## STORED DATA
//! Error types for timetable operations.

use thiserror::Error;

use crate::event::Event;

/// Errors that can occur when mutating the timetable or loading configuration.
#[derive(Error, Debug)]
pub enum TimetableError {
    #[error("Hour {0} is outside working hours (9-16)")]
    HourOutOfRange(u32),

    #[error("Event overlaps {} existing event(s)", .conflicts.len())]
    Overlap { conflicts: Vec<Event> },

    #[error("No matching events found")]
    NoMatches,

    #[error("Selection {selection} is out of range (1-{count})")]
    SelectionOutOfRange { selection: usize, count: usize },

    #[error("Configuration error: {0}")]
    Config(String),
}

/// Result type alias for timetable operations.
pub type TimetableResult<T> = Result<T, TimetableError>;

## WHAT IS BEING ASKED
All that is wanted is an exact copy of the lines from the line holding "alias for timetable operations." through the end of the material above, including both.

## EXERCISE OUTPUT
/// Result type alias for timetable operations.
pub type TimetableResult<T> = Result<T, TimetableError>;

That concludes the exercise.